- Conversation Intelligence
- The use of AI to analyze customer conversations for intent, sentiment, topics, quality signals, risks, and business insights.
Why CX and AI teams search for this
Teams search for conversation intelligence when they want to turn support conversations into insights for QA, VoC, coaching, product feedback, and operational improvement.
Conversation Intelligence is the use of AI and analytics to extract insight from customer conversations across calls, chats, emails, tickets, and messaging channels. It turns unstructured language into structured signals that CX, QA, sales, product, and operations teams can use.

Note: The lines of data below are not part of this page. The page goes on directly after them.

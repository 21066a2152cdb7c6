//! Telemetry signals read by gates and indicators
//!
//! Each signal knows which subsystem document it lives in and reads as
//! `None` when that document has not been received yet.

use crate::telemetry::schema::{DcuEva, EvaTelemetry, UiaState};
use crate::telemetry::{EvaSlot, TelemetrySnapshot};

/// A boolean field of the UIA document.
#[derive(Debug, Clone, Copy, PartialEq, Eq, Hash)]
pub enum UiaSignal {
    /// EMU power switch
    Power(EvaSlot),
    /// Oxygen supply switch
    Oxy(EvaSlot),
    /// Water supply valve
    WaterSupply(EvaSlot),
    /// Water waste valve
    WaterWaste(EvaSlot),
    /// Shared oxygen vent
    OxyVent,
    /// Depress pump
    Depress,
}

impl UiaSignal {
    /// Reads the signal, or `None` if no UIA document has arrived.
    #[must_use]
    pub fn read(self, snapshot: &TelemetrySnapshot) -> Option<bool> {
        snapshot.uia.as_ref().map(|doc| self.value(&doc.uia))
    }

    /// Reads the signal from a UIA panel.
    #[must_use]
    pub const fn value(self, uia: &UiaState) -> bool {
        match self {
            Self::Power(slot) => uia.power(slot),
            Self::Oxy(slot) => uia.oxy(slot),
            Self::WaterSupply(slot) => uia.water_supply(slot),
            Self::WaterWaste(slot) => uia.water_waste(slot),
            Self::OxyVent => uia.oxy_vent,
            Self::Depress => uia.depress,
        }
    }

    /// Writes the signal into a UIA panel.
    pub const fn set(self, uia: &mut UiaState, value: bool) {
        let field = match self {
            Self::Power(slot) => uia.power_mut(slot),
            Self::Oxy(EvaSlot::Eva1) => &mut uia.eva1_oxy,
            Self::Oxy(EvaSlot::Eva2) => &mut uia.eva2_oxy,
            Self::WaterSupply(EvaSlot::Eva1) => &mut uia.eva1_water_supply,
            Self::WaterSupply(EvaSlot::Eva2) => &mut uia.eva2_water_supply,
            Self::WaterWaste(slot) => uia.water_waste_mut(slot),
            Self::OxyVent => &mut uia.oxy_vent,
            Self::Depress => &mut uia.depress,
        };
        *field = value;
    }
}

/// A switch on a suit's DCU.
#[derive(Debug, Clone, Copy, PartialEq, Eq, Hash)]
pub enum DcuControl {
    /// Battery source: umbilical / local
    Batt,
    /// Oxygen source: primary / secondary
    Oxy,
    /// Comm channel: A / B
    Comm,
    /// Fan: primary / secondary
    Fan,
    /// Pump: open / closed
    Pump,
    /// CO2 scrubber bank: A / B
    Co2,
}

impl DcuControl {
    /// Switch name as printed on the DCU.
    #[must_use]
    pub const fn name(self) -> &'static str {
        match self {
            Self::Batt => "batt",
            Self::Oxy => "oxy",
            Self::Comm => "comm",
            Self::Fan => "fan",
            Self::Pump => "pump",
            Self::Co2 => "co2",
        }
    }

    /// Name of the mode the switch is in when it reads `mode`.
    #[must_use]
    pub const fn mode_name(self, mode: bool) -> &'static str {
        match (self, mode) {
            (Self::Batt, true) => "umbilical",
            (Self::Batt, false) => "local",
            (Self::Oxy | Self::Fan, true) => "primary",
            (Self::Oxy | Self::Fan, false) => "secondary",
            (Self::Comm | Self::Co2, true) => "A",
            (Self::Comm | Self::Co2, false) => "B",
            (Self::Pump, true) => "open",
            (Self::Pump, false) => "closed",
        }
    }

    /// Reads the switch of one suit, or `None` if no DCU document has arrived.
    #[must_use]
    pub fn read(self, slot: EvaSlot, snapshot: &TelemetrySnapshot) -> Option<bool> {
        snapshot
            .dcu
            .as_ref()
            .map(|doc| self.value(doc.dcu.eva(slot)))
    }

    /// Reads the switch from a suit's DCU record.
    #[must_use]
    pub const fn value(self, dcu: &DcuEva) -> bool {
        match self {
            Self::Batt => dcu.batt,
            Self::Oxy => dcu.oxy,
            Self::Comm => dcu.comm,
            Self::Fan => dcu.fan,
            Self::Pump => dcu.pump,
            Self::Co2 => dcu.co2,
        }
    }

    /// Writes the switch into a suit's DCU record.
    pub const fn set(self, dcu: &mut DcuEva, mode: bool) {
        match self {
            Self::Batt => dcu.batt = mode,
            Self::Oxy => dcu.oxy = mode,
            Self::Comm => dcu.comm = mode,
            Self::Fan => dcu.fan = mode,
            Self::Pump => dcu.pump = mode,
            Self::Co2 => dcu.co2 = mode,
        }
    }
}

/// A numeric suit reading from the telemetry document.
#[derive(Debug, Clone, Copy, PartialEq, Eq, Hash)]
pub enum Reading {
    /// Primary oxygen tank storage
    OxyPrimaryStorage(EvaSlot),
    /// Secondary oxygen tank storage
    OxySecondaryStorage(EvaSlot),
    /// Coolant volume
    Coolant(EvaSlot),
}

impl Reading {
    /// Short label used in operator prompts.
    #[must_use]
    pub const fn label(self) -> &'static str {
        match self {
            Self::OxyPrimaryStorage(_) => "O2 primary",
            Self::OxySecondaryStorage(_) => "O2 secondary",
            Self::Coolant(_) => "coolant",
        }
    }

    /// Suit the reading belongs to.
    #[must_use]
    pub const fn slot(self) -> EvaSlot {
        match self {
            Self::OxyPrimaryStorage(slot) | Self::OxySecondaryStorage(slot) | Self::Coolant(slot) => {
                slot
            }
        }
    }

    /// Reads the value, or `None` if no telemetry document has arrived.
    #[must_use]
    pub fn read(self, snapshot: &TelemetrySnapshot) -> Option<f64> {
        snapshot
            .telemetry
            .as_ref()
            .map(|doc| self.value(doc.telemetry.eva(self.slot())))
    }

    /// Reads the value from a suit's vitals.
    #[must_use]
    pub const fn value(self, eva: &EvaTelemetry) -> f64 {
        match self {
            Self::OxyPrimaryStorage(_) => eva.oxy_pri_storage,
            Self::OxySecondaryStorage(_) => eva.oxy_sec_storage,
            Self::Coolant(_) => eva.coolant_ml,
        }
    }
}

/// A named control point the operator can be directed to.
#[derive(Debug, Clone, Copy, PartialEq, Eq, Hash, PartialOrd, Ord)]
pub enum ControlPoint {
    Emu1Power,
    Ev1Supply,
    Ev1Waste,
    Ev2Supply,
    Ev2Waste,
    Emu2Power,
    Emu1Oxy,
    Emu2Oxy,
    O2Vent,
    DepressPump,
}

impl ControlPoint {
    /// Every control point, in panel order.
    pub const ALL: [Self; 10] = [
        Self::Emu1Power,
        Self::Ev1Supply,
        Self::Ev1Waste,
        Self::Ev2Supply,
        Self::Ev2Waste,
        Self::Emu2Power,
        Self::Emu1Oxy,
        Self::Emu2Oxy,
        Self::O2Vent,
        Self::DepressPump,
    ];

    /// Panel label.
    #[must_use]
    pub const fn name(self) -> &'static str {
        match self {
            Self::Emu1Power => "EMU1_POWER",
            Self::Ev1Supply => "EV1_SUPPLY",
            Self::Ev1Waste => "EV1_WASTE",
            Self::Ev2Supply => "EV2_SUPPLY",
            Self::Ev2Waste => "EV2_WASTE",
            Self::Emu2Power => "EMU2_POWER",
            Self::Emu1Oxy => "EMU1_OXY",
            Self::Emu2Oxy => "EMU2_OXY",
            Self::O2Vent => "O2_VENT",
            Self::DepressPump => "DEPRESS_PUMP",
        }
    }

    /// EMU power switch of a suit.
    #[must_use]
    pub const fn power(slot: EvaSlot) -> Self {
        match slot {
            EvaSlot::Eva1 => Self::Emu1Power,
            EvaSlot::Eva2 => Self::Emu2Power,
        }
    }

    /// Oxygen switch of a suit.
    #[must_use]
    pub const fn oxy(slot: EvaSlot) -> Self {
        match slot {
            EvaSlot::Eva1 => Self::Emu1Oxy,
            EvaSlot::Eva2 => Self::Emu2Oxy,
        }
    }

    /// Water supply valve of a suit.
    #[must_use]
    pub const fn supply(slot: EvaSlot) -> Self {
        match slot {
            EvaSlot::Eva1 => Self::Ev1Supply,
            EvaSlot::Eva2 => Self::Ev2Supply,
        }
    }

    /// Water waste valve of a suit.
    #[must_use]
    pub const fn waste(slot: EvaSlot) -> Self {
        match slot {
            EvaSlot::Eva1 => Self::Ev1Waste,
            EvaSlot::Eva2 => Self::Ev2Waste,
        }
    }
}

impl std::fmt::Display for ControlPoint {
    fn fmt(&self, f: &mut std::fmt::Formatter<'_>) -> std::fmt::Result {
        f.write_str(self.name())
    }
}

Conversation intelligence typically identifies: - Customer intent and contact reason - Sentiment and emotion - Topics and emerging themes - Quality and compliance signals - Coaching opportunities - Product feedback and process friction - Revenue, churn, or escalation risk
Why It Matters: Customer conversations contain the most direct evidence of what customers need, where operations break, and how agents or AI systems perform. Conversation intelligence makes that evidence searchable, measurable, and actionable.
Examples
- A CX team finds that delivery complaints increased after a carrier change.
- A QA team identifies agents who need coaching on de-escalation language.
- A product team discovers repeated confusion around a new billing feature.
FAQs
What is conversation intelligence used for in CX?
It is used for Voice of Customer analysis, quality assurance, coaching, issue detection, product feedback, compliance monitoring, and customer journey improvement.
How is conversation intelligence different from call analytics?
Call analytics focuses mainly on voice calls. Conversation intelligence covers voice plus digital channels such as chat, email, tickets, WhatsApp, and messaging.